Today, the countries contained in the block that denounced Russia account for about two thirds of global GDP, as they include the U.S. and the Euro Area. But the Russia-friendly bloc is expected to continue its growth in the coming decades to reach almost half of GDP in 2050, as it includes giant economies such as China.
The losers of this new scheme are developing countries, where foreign investment riding on cheap labor has, for decades, been an engine for growth. Companies in powerful economies such as the U.S. and the E.U. are choosing to again localize production facilities domestically, in neighboring or politically aligned countries.

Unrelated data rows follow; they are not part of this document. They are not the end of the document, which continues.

//! Per-invocation deadline, abort signal, and cleanup stack.
//!
//! Every top-level invocation is wrapped by a [`ProgressController`]. The
//! controller races the wrapped operation against a forced-abort signal
//! (deadline elapsed, or an explicit [`abort`](ProgressController::abort))
//! and guarantees the invocation resolves exactly once: with the operation's
//! own outcome if it settled first, or with a timeout/abort error if the
//! forced abort fired first.
//!
//! The [`Progress`] handle is passed into the running operation and exposes
//! logging, the remaining time budget, abort-only cleanup registration, and a
//! cooperative cancellation check.

use parking_lot::Mutex;
use std::sync::Arc;
use std::time::Duration;
use tokio::sync::oneshot;
use tokio::time::Instant;

use futures_util::future::BoxFuture;

use crate::error::{Error, Result};

/// One accumulated log line of a call.
#[derive(Debug, Clone, PartialEq, Eq)]
pub struct LogLine {
    pub log_name: String,
    pub message: String,
}

/// Per-invocation record: created when an invocation begins, mutated by
/// progress log calls while it runs, frozen when it settles. Surfaced to
/// observers; never sent over the wire.
#[derive(Debug, Clone)]
pub struct CallMetadata {
    pub id: u32,
    pub type_name: String,
    pub method: String,
    pub start_time: Instant,
    pub end_time: Option<Instant>,
    pub log: Vec<LogLine>,
}

impl CallMetadata {
    pub fn new(id: u32, type_name: &str, method: &str) -> Self {
        Self {
            id,
            type_name: type_name.to_string(),
            method: method.to_string(),
            start_time: Instant::now(),
            end_time: None,
            log: Vec::new(),
        }
    }

    /// Wall-clock duration of the call, once it has settled.
    pub fn duration(&self) -> Option<Duration> {
        self.end_time.map(|end| end - self.start_time)
    }
}

#[derive(Debug, Clone, Copy, PartialEq, Eq)]
enum State {
    Before,
    Running,
    Finished,
    Aborted,
}

/// A recovery action that runs only if the invocation is aborted.
pub type Cleanup = Box<dyn FnOnce() -> BoxFuture<'static, Result<()>> + Send>;

struct Shared {
    state: Mutex<State>,
    cleanups: Mutex<Vec<Cleanup>>,
    deadline: Mutex<Option<Instant>>,
    metadata: Mutex<CallMetadata>,
    log_name: Mutex<String>,
    abort_tx: Mutex<Option<oneshot::Sender<Error>>>,
}

/// Owns one invocation's deadline, abort signal, and cleanup stack.
pub struct ProgressController {
    shared: Arc<Shared>,
    abort_rx: Mutex<Option<oneshot::Receiver<Error>>>,
}

impl ProgressController {
    pub fn new(metadata: CallMetadata) -> Self {
        let (abort_tx, abort_rx) = oneshot::channel();
        Self {
            shared: Arc::new(Shared {
                state: Mutex::new(State::Before),
                cleanups: Mutex::new(Vec::new()),
                deadline: Mutex::new(None),
                metadata: Mutex::new(metadata),
                log_name: Mutex::new("api".to_string()),
                abort_tx: Mutex::new(Some(abort_tx)),
            }),
            abort_rx: Mutex::new(Some(abort_rx)),
        }
    }

    /// Sets the log name attached to subsequent progress log lines.
    pub fn set_log_name(&self, log_name: &str) {
        *self.shared.log_name.lock() = log_name.to_string();
    }

    /// Snapshot of the call metadata.
    pub fn metadata(&self) -> CallMetadata {
        self.shared.metadata.lock().clone()
    }

    /// Forcefully aborts the running invocation with the given error. A
    /// no-op if the invocation already settled.
    pub fn abort(&self, error: Error) {
        if let Some(tx) = self.shared.abort_tx.lock().take() {
            let _ = tx.send(error);
        }
    }

    /// Runs `task` under this controller with an optional deadline.
    ///
    /// The task future races the forced-abort signal; whichever settles
    /// first determines the terminal state. On abort, all queued cleanups
    /// run in registration order and the losing task future is dropped, so
    /// its late result can never surface.
    ///
    /// # Panics
    ///
    /// Panics if called more than once.
    pub async fn run<T, F, Fut>(&self, timeout: Option<Duration>, task: F) -> Result<T>
    where
        F: FnOnce(Progress) -> Fut,
        Fut: Future<Output = Result<T>>,
    {
        {
            let mut state = self.shared.state.lock();
            assert_eq!(
                *state,
                State::Before,
                "ProgressController::run can only be called once"
            );
            *state = State::Running;
        }
        if let Some(t) = timeout {
            *self.shared.deadline.lock() = Some(Instant::now() + t);
        }
        let abort_rx = self
            .abort_rx
            .lock()
            .take()
            .expect("ProgressController::run can only be called once");

        let progress = Progress {
            shared: Arc::clone(&self.shared),
        };

        let forced_abort = async move {
            let deadline_elapsed = async {
                match timeout {
                    Some(t) => {
                        tokio::time::sleep(t).await;
                        Error::Timeout(format!("Timeout {}ms exceeded.", t.as_millis()))
                    }
                    None => std::future::pending().await,
                }
            };
            tokio::select! {
                error = abort_rx => {
                    error.unwrap_or_else(|_| Error::Aborted("Progress abandoned".to_string()))
                }
                error = deadline_elapsed => error,
            }
        };

        let task_future = task(progress);
        tokio::pin!(task_future);

        let outcome = tokio::select! {
            result = &mut task_future => result,
            error = forced_abort => Err(error),
        };

        let result = match outcome {
            Ok(value) => {
                *self.shared.state.lock() = State::Finished;
                Ok(value)
            }
            Err(error) => {
                *self.shared.state.lock() = State::Aborted;
                let cleanups: Vec<Cleanup> = std::mem::take(&mut *self.shared.cleanups.lock());
                for cleanup in cleanups {
                    run_cleanup(cleanup).await;
                }
                Err(error)
            }
        };

        self.shared.metadata.lock().end_time = Some(Instant::now());
        result
    }
}

/// The live handle passed into a running invocation.
#[derive(Clone)]
pub struct Progress {
    shared: Arc<Shared>,
}

impl Progress {
    /// Appends to the call log. A no-op once the invocation settled, so
    /// late log lines from an abandoned operation are discarded.
    pub fn log(&self, message: impl Into<String>) {
        if *self.shared.state.lock() != State::Running {
            return;
        }
        let line = LogLine {
            log_name: self.shared.log_name.lock().clone(),
            message: message.into(),
        };
        tracing::debug!(log_name = %line.log_name, "{}", line.message);
        self.shared.metadata.lock().log.push(line);
    }

    /// Returns true while the invocation is running.
    pub fn is_running(&self) -> bool {
        *self.shared.state.lock() == State::Running
    }

    /// Remaining time budget; effectively unbounded when no deadline was
    /// set.
    pub fn time_until_deadline(&self) -> Duration {
        match *self.shared.deadline.lock() {
            Some(deadline) => deadline.saturating_duration_since(Instant::now()),
            None => Duration::MAX,
        }
    }

    /// Registers a recovery action to run if the invocation is aborted.
    ///
    /// While running, the action is queued; queued actions run in
    /// registration order on abort, and never on a normal finish. If the
    /// invocation has already settled, the action is invoked immediately and
    /// its future driven in the background. Each action's own failure is
    /// logged and swallowed.
    pub fn cleanup_when_aborted<F>(&self, cleanup: F)
    where
        F: FnOnce() -> BoxFuture<'static, Result<()>> + Send + 'static,
    {
        {
            let state = self.shared.state.lock();
            if *state == State::Running {
                self.shared.cleanups.lock().push(Box::new(cleanup));
                return;
            }
        }
        let future = cleanup();
        tokio::spawn(async move {
            if let Err(e) = future.await {
                tracing::debug!("Progress cleanup failed (ignored): {e}");
            }
        });
    }

    /// Cooperative cancellation check for long-running internal work.
    pub fn throw_if_aborted(&self) -> Result<()> {
        if *self.shared.state.lock() == State::Aborted {
            Err(Error::Aborted("Operation aborted".to_string()))
        } else {
            Ok(())
        }
    }

    /// Snapshot of the call metadata.
    pub fn metadata(&self) -> CallMetadata {
        self.shared.metadata.lock().clone()
    }
}

async fn run_cleanup(cleanup: Cleanup) {
    if let Err(e) = cleanup().await {
        tracing::debug!("Progress cleanup failed (ignored): {e}");
    }
}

The richest countries in the world, including the U.S., the U.K., Germany and Italy, have all improved their share of global greenfield FDI. China, on the other hand, has been losing share, and quickly.
"Between the second quarter of 2020 and the first quarter of this year, U.S. companies' greenfield investments in China plunged 57.9% and those by European firms dropped 36.7% versus the five years leading up to the pandemic," said the report.
Mounting tensions between the U.S. and China over the control of key industries such as semiconductors, electric vehicles and artificial intelligence are also pushing many countries to decide with whom they want to align.